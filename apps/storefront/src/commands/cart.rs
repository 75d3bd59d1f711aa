//! # Cart Commands
//!
//! Cart manipulation. Every mutation is saved to the `cart-storage`
//! snapshot before the updated cart is returned.
//!
//! ## Cart Lifecycle
//! ```text
//! ┌─────────────────────────────────────────────────────────────────────────┐
//! │                    Cart Lifecycle                                       │
//! │                                                                         │
//! │  ┌──────────┐  add_to_cart   ┌──────────┐                               │
//! │  │  Empty   │───────────────►│ In Cart  │◄──┐ add_to_cart (qty + 1)     │
//! │  │  Cart    │                │          │───┘ update_cart_item          │
//! │  └──────────┘                └──────────┘     remove_from_cart          │
//! │       ▲                           │                                     │
//! │       │      clear_cart           │                                     │
//! │       └───────────────────────────┘  (also on logout, if configured)    │
//! │                                                                         │
//! │  Signed out? add_to_cart ──► AUTH_REQUIRED, cart untouched              │
//! └─────────────────────────────────────────────────────────────────────────┘
//! ```
//!
//! ## Saving
//! ```text
//! lock_cart() ──► copy live cart ──► mutate copy ──► save ──► Ok ──► swap in
//!                                                      └──► Err ──► live cart untouched
//! ```
//! The write lock is held until the save finishes, so concurrent commands
//! save in the order they mutate.

use nexus_core::{Cart, CartLineItem};
use serde::Serialize;
use tracing::debug;

use crate::error::ApiError;
use crate::state::{CartState, CatalogState, SessionState, StoreState, StorefrontConfig};

/// Cart response including items and totals.
#[derive(Debug, Clone, Serialize)]
#[serde(rename_all = "camelCase")]
pub struct CartResponse {
    pub items: Vec<CartLineItem>,
    /// Copies across all lines.
    pub item_count: u64,
    /// Distinct titles.
    pub line_count: usize,
    /// Total in cents.
    pub total: i64,
    pub total_formatted: String,
}

impl CartResponse {
    pub fn new(cart: &Cart, config: &StorefrontConfig) -> Self {
        CartResponse {
            items: cart.items().to_vec(),
            item_count: cart.item_count(),
            line_count: cart.line_count(),
            total: cart.total().cents(),
            total_formatted: config.format_currency(cart.total()),
        }
    }
}

/// Applies `mutate` to a copy of the cart, saves it, then makes it live.
async fn update_cart<F>(store: &StoreState, cart: &CartState, mutate: F) -> Result<Cart, ApiError>
where
    F: FnOnce(&mut Cart) -> Result<(), ApiError>,
{
    let _write = store.lock_cart().await;

    let mut candidate = cart.snapshot();
    mutate(&mut candidate)?;

    store.carts().save(&candidate).await?;
    cart.replace(candidate.clone());
    Ok(candidate)
}

/// Gets the current cart contents.
pub fn get_cart(cart: &CartState, config: &StorefrontConfig) -> CartResponse {
    debug!("get_cart command");
    cart.with_cart(|c| CartResponse::new(c, config))
}

/// Adds one copy of a book to the cart.
///
/// ## Behavior
/// - Signed out: `AUTH_REQUIRED`, nothing changes
/// - Unknown id: `NOT_FOUND`
/// - Already in cart: quantity increases by one
/// - Price is frozen at the time of adding
pub async fn add_to_cart(
    store: &StoreState,
    catalog: &CatalogState,
    session: &SessionState,
    cart: &CartState,
    config: &StorefrontConfig,
    audiobook_id: &str,
) -> Result<CartResponse, ApiError> {
    debug!(audiobook_id = %audiobook_id, "add_to_cart command");

    let audiobook = catalog.inner().get_by_id(audiobook_id)?;

    let snapshot = update_cart(store, cart, |c| {
        c.add_item(session, &audiobook)?;
        Ok(())
    })
    .await?;

    Ok(CartResponse::new(&snapshot, config))
}

/// Sets the quantity of a line.
///
/// ## Behavior
/// - Quantity 0 or negative: removes the line
/// - Id not in cart: no-op
pub async fn update_cart_item(
    store: &StoreState,
    cart: &CartState,
    config: &StorefrontConfig,
    audiobook_id: &str,
    quantity: i64,
) -> Result<CartResponse, ApiError> {
    debug!(audiobook_id = %audiobook_id, quantity = %quantity, "update_cart_item command");

    let snapshot = update_cart(store, cart, |c| {
        c.set_quantity(audiobook_id, quantity);
        Ok(())
    })
    .await?;

    Ok(CartResponse::new(&snapshot, config))
}

/// Removes a line. Removing an absent id is a no-op.
pub async fn remove_from_cart(
    store: &StoreState,
    cart: &CartState,
    config: &StorefrontConfig,
    audiobook_id: &str,
) -> Result<CartResponse, ApiError> {
    debug!(audiobook_id = %audiobook_id, "remove_from_cart command");

    let snapshot = update_cart(store, cart, |c| {
        c.remove_item(audiobook_id);
        Ok(())
    })
    .await?;

    Ok(CartResponse::new(&snapshot, config))
}

/// Clears all items from the cart.
pub async fn clear_cart(
    store: &StoreState,
    cart: &CartState,
    config: &StorefrontConfig,
) -> Result<CartResponse, ApiError> {
    debug!("clear_cart command");

    let snapshot = update_cart(store, cart, |c| {
        c.clear();
        Ok(())
    })
    .await?;

    Ok(CartResponse::new(&snapshot, config))
}

#[cfg(test)]
mod tests {
    use super::*;
    use crate::error::ErrorCode;
    use crate::state::test_stores::{store_over, FlakyStore};
    use nexus_core::{AuthProvider, User};

    struct Fixture {
        store: StoreState,
        catalog: CatalogState,
        session: SessionState,
        cart: CartState,
        config: StorefrontConfig,
    }

    fn fixture(signed_in: bool) -> Fixture {
        let session = SessionState::new();
        if signed_in {
            session.with_session_mut(|s| {
                s.complete(Ok(User {
                    id: "email_test".to_string(),
                    email: "reader@example.com".to_string(),
                    name: "reader".to_string(),
                    avatar: None,
                    provider: AuthProvider::Email,
                }))
            });
        }

        Fixture {
            store: StoreState::in_memory(),
            catalog: CatalogState::default(),
            session,
            cart: CartState::new(),
            config: StorefrontConfig::default(),
        }
    }

    async fn add(f: &Fixture, id: &str) -> Result<CartResponse, ApiError> {
        add_to_cart(&f.store, &f.catalog, &f.session, &f.cart, &f.config, id).await
    }

    #[tokio::test]
    async fn test_add_update_remove_flow() {
        let f = fixture(true);
        let first = f.catalog.inner().books()[0].clone();
        let second = f.catalog.inner().books()[1].clone();

        add(&f, &first.id).await.unwrap();
        add(&f, &first.id).await.unwrap();
        let response = add(&f, &second.id).await.unwrap();

        assert_eq!(response.line_count, 2);
        assert_eq!(response.item_count, 3);
        assert_eq!(
            response.total,
            first.price.cents() * 2 + second.price.cents()
        );

        let response = update_cart_item(&f.store, &f.cart, &f.config, &first.id, 5)
            .await
            .unwrap();
        assert_eq!(response.item_count, 6);

        let response = update_cart_item(&f.store, &f.cart, &f.config, &second.id, 0)
            .await
            .unwrap();
        assert_eq!(response.line_count, 1);

        let response = remove_from_cart(&f.store, &f.cart, &f.config, &first.id)
            .await
            .unwrap();
        assert!(response.items.is_empty());
        assert_eq!(response.total_formatted, "$0.00");
    }

    #[tokio::test]
    async fn test_add_requires_login() {
        let f = fixture(false);
        let id = f.catalog.inner().books()[0].id.clone();

        let err = add(&f, &id).await.unwrap_err();
        assert_eq!(err.code, ErrorCode::AuthRequired);
        assert!(get_cart(&f.cart, &f.config).items.is_empty());
        assert!(f.store.carts().load().await.is_empty());
    }

    #[tokio::test]
    async fn test_add_unknown_book() {
        let f = fixture(true);
        let err = add(&f, "no-such-book").await.unwrap_err();
        assert_eq!(err.code, ErrorCode::NotFound);
    }

    #[tokio::test]
    async fn test_mutations_are_persisted() {
        let f = fixture(true);
        let id = f.catalog.inner().books()[2].id.clone();

        add(&f, &id).await.unwrap();
        let saved = f.store.carts().load().await;
        assert_eq!(saved.get_item(&id).map(|i| i.quantity), Some(1));

        clear_cart(&f.store, &f.cart, &f.config).await.unwrap();
        assert!(f.store.carts().load().await.is_empty());
    }

    #[tokio::test]
    async fn test_response_uses_configured_currency() {
        let mut f = fixture(true);
        f.config.currency_symbol = "€".to_string();
        let book = f.catalog.inner().books()[0].clone();

        let response = add(&f, &book.id).await.unwrap();
        assert!(response.total_formatted.starts_with('€'));
    }

    #[tokio::test]
    async fn test_concurrent_adds_save_in_order() {
        let flaky = FlakyStore::yielding();
        let mut f = fixture(true);
        f.store = store_over(&flaky);
        let first = f.catalog.inner().books()[0].id.clone();
        let second = f.catalog.inner().books()[1].id.clone();

        let (a, b) = tokio::join!(add(&f, &first), add(&f, &second));
        a.unwrap();
        b.unwrap();

        let live = f.cart.snapshot();
        let saved = f.store.carts().load().await;
        assert_eq!(live.line_count(), 2);
        assert_eq!(saved, live);
    }

    #[tokio::test]
    async fn test_failed_save_leaves_cart_untouched() {
        let flaky = FlakyStore::new();
        let mut f = fixture(true);
        f.store = store_over(&flaky);
        let id = f.catalog.inner().books()[0].id.clone();
        add(&f, &id).await.unwrap();

        flaky.fail_puts_for("cart-storage");
        let err = add(&f, &id).await.unwrap_err();
        assert_eq!(err.code, ErrorCode::DatabaseError);
        assert_eq!(f.cart.snapshot().item_count(), 1);

        let err = clear_cart(&f.store, &f.cart, &f.config).await.unwrap_err();
        assert_eq!(err.code, ErrorCode::DatabaseError);
        assert_eq!(get_cart(&f.cart, &f.config).line_count, 1);

        flaky.heal();
        let response = update_cart_item(&f.store, &f.cart, &f.config, &id, 4)
            .await
            .unwrap();
        assert_eq!(response.item_count, 4);
        assert_eq!(f.store.carts().load().await, f.cart.snapshot());
    }

    #[tokio::test]
    async fn test_failed_first_save_keeps_cart_empty() {
        let flaky = FlakyStore::new();
        flaky.fail_puts_for("cart-storage");
        let mut f = fixture(true);
        f.store = store_over(&flaky);
        let id = f.catalog.inner().books()[0].id.clone();

        assert!(add(&f, &id).await.is_err());
        assert_eq!(f.cart.snapshot().line_count(), 0);
    }
}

### WORK ITEM
Print only these lines, please. They run from the start of the entries above to the line containing "use crate::error::ApiError;", both ends included, and must match exactly.

### EXERCISE SOLUTION
filename apps/storefront/src/commands/cart.rs
repository 75d3bd59d1f711aa
//! # Cart Commands
//!
//! Cart manipulation. Every mutation is saved to the `cart-storage`
//! snapshot before the updated cart is returned.
//!
//! ## Cart Lifecycle
//! ```text
//! ┌─────────────────────────────────────────────────────────────────────────┐
//! │                    Cart Lifecycle                                       │
//! │                                                                         │
//! │  ┌──────────┐  add_to_cart   ┌──────────┐                               │
//! │  │  Empty   │───────────────►│ In Cart  │◄──┐ add_to_cart (qty + 1)     │
//! │  │  Cart    │                │          │───┘ update_cart_item          │
//! │  └──────────┘                └──────────┘     remove_from_cart          │
//! │       ▲                           │                                     │
//! │       │      clear_cart           │                                     │
//! │       └───────────────────────────┘  (also on logout, if configured)    │
//! │                                                                         │
//! │  Signed out? add_to_cart ──► AUTH_REQUIRED, cart untouched              │
//! └─────────────────────────────────────────────────────────────────────────┘
//! ```
//!
//! ## Saving
//! ```text
//! lock_cart() ──► copy live cart ──► mutate copy ──► save ──► Ok ──► swap in
//!                                                      └──► Err ──► live cart untouched
//! ```
//! The write lock is held until the save finishes, so concurrent commands
//! save in the order they mutate.

use nexus_core::{Cart, CartLineItem};
use serde::Serialize;
use tracing::debug;

use crate::error::ApiError;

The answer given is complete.